On Thu, 24 Apr 2008, Abhilash Venu wrote:
> Hi Gordon,
>
> I am a experimentalist, but not with great statistical knowledge and
R
> experiance. Recently we started doing single color experiments using
Agilent
> array.
> I think that we does not have any specific function to read the
single
> channel data, But as once you suggested I used the dummy values for
'R' and
> 'Rb' and performed furhter normalization by the following commands.
>> txt_files <- dir(pattern=".txt")
This will read files in alphabetical order. Will this agree with your
design matrix? You can specify the order of the files using a targets
file.
>> RG<-read.maimages(txt_files, columns = list(G = "gMeanSignal", Gb =
> "gBGMeanSignal",
> R="gMedianSignal",Rb="gBGMedianSignal"),
> annotation= c("Row", "Col",
> "ProbeUID","ProbeName", "GeneName",))
>> Rgene<-backgroundCorrect(RG$G,method='normexp')
RG$G-RG$Gb would be more usual.
>> MA<-normalizeBetweenArrays(Rgene$G,method="scale")
method="quantile" would be more usual.
> Is this is fine?
>
> In this case I have three samples which are treated and the other
three
> without treatment.

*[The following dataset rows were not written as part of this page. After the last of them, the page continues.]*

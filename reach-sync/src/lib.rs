//! # reach-sync
//!
//! Confidence scoring and incremental sync engine for contact records.
//!
//! - `validators`: per-field scorers (email, name, bio, phone, username, location)
//! - `confidence`: weighted aggregation, merge strategies, re-enrichment triggers
//! - `sync`: change detection, scoped enrichment, priority-bucketed sync passes
//! - `store`: persistence port and its SQLite implementation
//! - `lookup`: external capability ports (MX, geocoding, disposable domains)

pub mod confidence;
pub mod error;
pub mod lookup;
pub mod store;
pub mod sync;
pub mod types;
pub mod utils;
pub mod validators;

pub use crate::error::{SyncError, SyncResult};
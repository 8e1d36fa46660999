//! Change detection, enrichment and sync orchestration

pub mod change_detector;
pub mod enricher;
pub mod manager;
pub mod profile_analysis;

pub use change_detector::{ChangeDetector, FieldUpdates};
pub use enricher::{enrichment_scope, EnrichmentOutcome, FieldEnrichment, ScopedJob, SmartEnricher};
pub use manager::{priority_for, BucketStats, SyncManager, SyncRunStats};
/// Enrichment capabilities a changed field calls for
pub fn enrichment_scope(field: FieldName) -> &'static [&'static str] {
    match field {
        FieldName::Email => &["email_verification", "domain_classification"],
        FieldName::Name => &["name_normalization"],
        FieldName::Bio => &["persona_analysis", "topic_extraction"],
        FieldName::Phone => &["phone_validation"],
        FieldName::Location => &["geocoding", "timezone_inference"],
        FieldName::Username => &["profile_scan", "social_verification"],
        FieldName::ProfileUrl => &["profile_scan"],
    }
}

/// Confidence of a geocoded location by hit precision
pub fn geocode_confidence(precision: GeocodePrecision) -> f64 {
    match precision {
        GeocodePrecision::Exact => 0.95,
        GeocodePrecision::Interpolated => 0.85,
        GeocodePrecision::AreaCenter => 0.75,
        GeocodePrecision::Approximate => 0.6,
    }
}

/// Result of one field-specific routine, before persistence
#[derive(Debug, Clone, PartialEq, Serialize)]
pub struct FieldEnrichment {
    pub field: FieldName,
    /// Trimmed new value; `None` when the change cleared the field
    pub value: Option<String>,
    pub confidence: f64,
    pub method: &'static str,
    pub metadata: EnrichmentMetadata,
}

/// Result of `process_field_enrichment`
#[derive(Debug, Clone, Serialize)]
pub struct EnrichmentOutcome {
    pub enrichment: FieldEnrichment,
    pub history_id: i64,
    /// Column value before the observed value was applied
    pub previous_value: Option<String>,
    pub contact: ContactRecord,
}

/// Job created for a batch of changes, with the entries it actually claimed
#[derive(Debug, Clone, Serialize)]
pub struct ScopedJob {
    pub job: EnrichmentJob,
    /// Entries now `processing` under `job`, in input order
    pub claimed: Vec<ChangeLogEntry>,
    /// Entries that were no longer `pending` (another pass owns them)
    pub skipped: Vec<Uuid>,
}

pub struct SmartEnricher {
    store: Arc<dyn SyncStore>,
    registry: ValidatorRegistry,
    geocoding: Option<Arc<GeocodingService>>,
}
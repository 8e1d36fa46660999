//! Error types for reach-sync
//!
//! Validators never return errors: malformed input becomes a zero score.
//! Errors here come from capability lookups, persistence and state rules.

use crate::types::{ChangeStatus, FieldName, JobStatus};
use thiserror::Error;
use uuid::Uuid;

/// Sync engine error type
#[derive(Debug, Error)]
pub enum SyncError {
    /// Persistence failure (wraps reach-common error)
    #[error("Store error: {0}")]
    Store(#[from] reach_common::Error),

    /// External capability (DNS, geocoding) failed
    #[error("Lookup failed ({capability}): {reason}")]
    Lookup {
        capability: &'static str,
        reason: String,
    },

    /// External capability exceeded the configured timeout
    #[error("Lookup timed out ({capability}) after {timeout_ms} ms")]
    Timeout {
        capability: &'static str,
        timeout_ms: u64,
    },

    /// Field-specific enrichment could not produce a value
    #[error("Enrichment of {field} failed: {reason}")]
    Enrichment { field: FieldName, reason: String },

    /// Change-log entry asked to move backwards or out of a terminal state
    #[error("Invalid change transition for {id}: {from} -> {to}")]
    InvalidTransition {
        id: Uuid,
        from: ChangeStatus,
        to: ChangeStatus,
    },

    /// Enrichment job already in a terminal state
    #[error("Enrichment job {id} is already {status}")]
    JobTerminal { id: Uuid, status: JobStatus },

    /// Job asked to finish with a non-final status
    #[error("Enrichment job {id} cannot finish as {status}")]
    InvalidJobOutcome { id: Uuid, status: JobStatus },

    /// Record missing or owned by another user
    #[error("Not found: {0}")]
    NotFound(String),
}

impl From<sqlx::Error> for SyncError {
    fn from(err: sqlx::Error) -> Self {
        SyncError::Store(reach_common::Error::Database(err))
    }
}

impl From<serde_json::Error> for SyncError {
    fn from(err: serde_json::Error) -> Self {
        SyncError::Store(reach_common::Error::Serialization(err))
    }
}

/// Result type for engine operations
pub type SyncResult<T> = Result<T, SyncError>;
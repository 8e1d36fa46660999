//! MX lookups through the system resolver (`dns` feature)

use super::MxLookup;
use crate::error::{SyncError, SyncResult};
use async_trait::async_trait;
use hickory_resolver::error::ResolveErrorKind;
use hickory_resolver::TokioAsyncResolver;

/// [`MxLookup`] backed by hickory-resolver with the host's resolver config
pub struct SystemMxLookup {
    resolver: TokioAsyncResolver,
}

impl SystemMxLookup {
    pub fn from_system_conf() -> SyncResult<Self> {
        let resolver = TokioAsyncResolver::tokio_from_system_conf().map_err(|e| SyncError::Lookup {
            capability: "dns",
            reason: e.to_string(),
        })?;
        Ok(Self { resolver })
    }
}

#[async_trait]
impl MxLookup for SystemMxLookup {
    async fn has_mx(&self, domain: &str) -> SyncResult<bool> {
        match self.resolver.mx_lookup(domain).await {
            Ok(lookup) => Ok(lookup.iter().next().is_some()),
            Err(e) if matches!(e.kind(), ResolveErrorKind::NoRecordsFound { .. }) => Ok(false),
            Err(e) => Err(SyncError::Lookup {
                capability: "dns",
                reason: e.to_string(),
            }),
        }
    }
}
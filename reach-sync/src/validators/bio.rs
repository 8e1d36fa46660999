//! Profile bio validator

use super::{FieldValidator, ValidationDetails, ValidationResult};
use crate::types::FieldName;
use async_trait::async_trait;
use once_cell::sync::Lazy;
use regex::Regex;
use serde::{Deserialize, Serialize};

const BASE_SCORE: f64 = 0.3;
const MIN_LENGTH: usize = 10;
const KEYWORD_BONUS: f64 = 0.05;
const MAX_KEYWORD_BONUS: f64 = 0.15;
const SPAM_PENALTY: f64 = 0.1;
const MAX_SPAM_PENALTY: f64 = 0.3;
const EMOJI_DENSITY_LIMIT: f64 = 0.1;
const MAX_EMOJI_PENALTY: f64 = 0.2;

pub const PROFESSIONAL_KEYWORDS: &[&str] = &[
    "engineer",
    "developer",
    "founder",
    "ceo",
    "cto",
    "manager",
    "director",
    "designer",
    "consultant",
    "researcher",
    "scientist",
    "professor",
    "author",
    "writer",
    "analyst",
    "architect",
    "entrepreneur",
    "investor",
    "marketing",
    "product",
];

pub const SPAM_KEYWORDS: &[&str] = &[
    "click here",
    "buy now",
    "free money",
    "giveaway",
    "crypto",
    "onlyfans",
    "dm for promo",
    "follow back",
    "make money",
    "limited offer",
    "get rich",
    "casino",
];

static URL_RE: Lazy<Regex> =
    Lazy::new(|| Regex::new(r"(?i)\b(?:https?://|www\.)[^\s]+").expect("valid url regex"));
static FIRST_PERSON_RE: Lazy<Regex> = Lazy::new(|| {
    Regex::new(r"(?i)\b(?:i am|i'm|i work|i build|i love|i write|my|me|myself)\b")
        .expect("valid first-person regex")
});

#[derive(Debug, Clone, PartialEq, Serialize, Deserialize)]
pub struct BioDetails {
    pub length: usize,
    pub words: usize,
    pub links: usize,
    pub professional_keywords: Vec<String>,
    pub spam_keywords: Vec<String>,
    pub emoji: usize,
    pub sentences: usize,
    pub first_person: bool,
}

/// Pictographic ranges commonly used as emoji
pub fn is_emoji(c: char) -> bool {
    matches!(c as u32,
        0x1F300..=0x1F5FF
        | 0x1F600..=0x1F64F
        | 0x1F680..=0x1F6FF
        | 0x1F900..=0x1F9FF
        | 0x1FA70..=0x1FAFF
        | 0x2600..=0x26FF
        | 0x2700..=0x27BF
        | 0x1F1E6..=0x1F1FF)
}

pub fn count_emoji(text: &str) -> usize {
    text.chars().filter(|c| is_emoji(*c)).count()
}

/// Non-empty fragments between `.`, `!` and `?`
pub fn count_sentences(text: &str) -> usize {
    text.split(['.', '!', '?'])
        .filter(|s| s.chars().any(char::is_alphanumeric))
        .count()
}

/// Lowercased alphanumeric words of `text`
pub(crate) fn word_tokens(text: &str) -> Vec<String> {
    text.split(|c: char| !c.is_alphanumeric())
        .filter(|w| !w.is_empty())
        .map(str::to_lowercase)
        .collect()
}

/// Keywords from `list` appearing in `text` as whole words
///
/// Multi-word keywords must appear as consecutive words.
pub(crate) fn matched_keywords(text: &str, list: &[&str]) -> Vec<String> {
    let words = word_tokens(text);
    list.iter()
        .filter(|kw| {
            let needle = word_tokens(kw);
            !needle.is_empty() && words.windows(needle.len()).any(|w| w == needle.as_slice())
        })
        .map(|kw| kw.to_string())
        .collect()
}

#[derive(Debug, Default)]
pub struct BioValidator;

impl BioValidator {
    pub fn new() -> Self {
        Self
    }

    pub fn evaluate(&self, raw: &str) -> ValidationResult {
        let bio = raw.trim();
        let length = bio.chars().count();
        if length < MIN_LENGTH {
            return ValidationResult::rejected(None);
        }

        let lowered = bio.to_lowercase();
        let mut score = BASE_SCORE;

        let words = bio.split_whitespace().count();
        if words >= 5 {
            score += 0.05;
        }
        if words >= 10 {
            score += 0.05;
        }
        if words >= 20 {
            score += 0.1;
        }
        if words > 100 {
            score -= 0.05;
        }

        let links = URL_RE.find_iter(bio).count();
        if links > 0 {
            score += 0.1;
        }
        if links > 3 {
            score -= 0.05;
        }

        let professional_keywords = matched_keywords(&lowered, PROFESSIONAL_KEYWORDS);
        score += (professional_keywords.len() as f64 * KEYWORD_BONUS).min(MAX_KEYWORD_BONUS);

        let spam_keywords = matched_keywords(&lowered, SPAM_KEYWORDS);
        score -= (spam_keywords.len() as f64 * SPAM_PENALTY).min(MAX_SPAM_PENALTY);

        let emoji = count_emoji(bio);
        let density = emoji as f64 / length as f64;
        if (1..=3).contains(&emoji) {
            score += 0.05;
        }
        if density > EMOJI_DENSITY_LIMIT {
            score -= density.min(MAX_EMOJI_PENALTY);
        }

        let sentences = count_sentences(bio);
        if sentences >= 2 {
            score += 0.1;
        }

        let first_person = FIRST_PERSON_RE.is_match(bio);
        if first_person {
            score += 0.1;
        }

        ValidationResult::scored(
            score,
            Some(ValidationDetails::Bio(BioDetails {
                length,
                words,
                links,
                professional_keywords,
                spam_keywords,
                emoji,
                sentences,
                first_person,
            })),
        )
    }
}

#[async_trait]
impl FieldValidator for BioValidator {
    fn field(&self) -> FieldName {
        FieldName::Bio
    }

    fn method(&self) -> &'static str {
        "bio_analysis"
    }

    async fn validate(&self, raw: &str) -> ValidationResult {
        self.evaluate(raw)
    }
}

#[cfg(test)]
mod tests {
    use super::*;

    #[test]
    fn test_short_bio_rejected() {
        assert_eq!(BioValidator::new().evaluate("hi there").score, 0.0);
    }

    #[test]
    fn test_professional_bio_scores_well() {
        let result = BioValidator::new().evaluate(
            "I am a software engineer and founder. Building tools for developers at https://example.dev today.",
        );
        assert!(result.is_valid, "scored {}", result.score);
        match result.details {
            Some(ValidationDetails::Bio(d)) => {
                assert_eq!(d.links, 1);
                assert!(d.first_person);
                assert!(d.sentences >= 2);
                assert!(d.professional_keywords.contains(&"engineer".to_string()));
            }
            other => panic!("unexpected details {:?}", other),
        }
    }

    #[test]
    fn test_keyword_bonus_is_capped() {
        let v = BioValidator::new();
        let three = v.evaluate("engineer developer founder here and now too").score;
        let six = v.evaluate("engineer developer founder author writer analyst here").score;
        assert!((three - six).abs() < 1e-9);
    }

    #[test]
    fn test_spam_penalized() {
        let v = BioValidator::new();
        let clean = v.evaluate("Photographer based in Oslo, shooting weddings").score;
        let spam = v.evaluate("Photographer based in Oslo, click here buy now giveaway").score;
        assert!(spam < clean);
    }

    #[test]
    fn test_emoji_density() {
        assert_eq!(count_emoji("hello 🚀 world 🌍"), 2);
        let v = BioValidator::new();
        let light = v.evaluate("Coffee lover and runner ☕").score;
        let heavy = v.evaluate("☕☕☕☕☕☕☕☕ runner").score;
        assert!(heavy < light);
    }

    #[test]
    fn test_keywords_match_whole_words() {
        assert_eq!(
            matched_keywords("Director of production", PROFESSIONAL_KEYWORDS),
            vec!["director".to_string()]
        );
        assert_eq!(
            matched_keywords("Please CLICK here, then buy now", SPAM_KEYWORDS),
            vec!["click here".to_string(), "buy now".to_string()]
        );
        assert!(matched_keywords("clickhere", SPAM_KEYWORDS).is_empty());
    }

    #[test]
    fn test_sentence_counting() {
        assert_eq!(count_sentences("One. Two! Three?"), 3);
        assert_eq!(count_sentences("No terminator here"), 1);
        assert_eq!(count_sentences("..."), 0);
    }
}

I would like to get differentially expressed
genes
> between the treated and untreated. In this scenario what should be
the best
> way to create a desing matrix for my further analysis.
Same considerations apply as for any single-channel microarray. See
the
User's Guide for Affymetrix data for example.
Best wishes
Gordon
> Is the following will
> be fine?
> design <- cbind(tx=c(1,1,0,0,0,ntx=c(0,0,1,1,1))
> Is there anything which I should specifically taken care of in these
type of
> scenario?
>
> Thanks
> --
>
> Regards,
> Abhilash
> Graduate student
> Department of Molecular biology
> IOB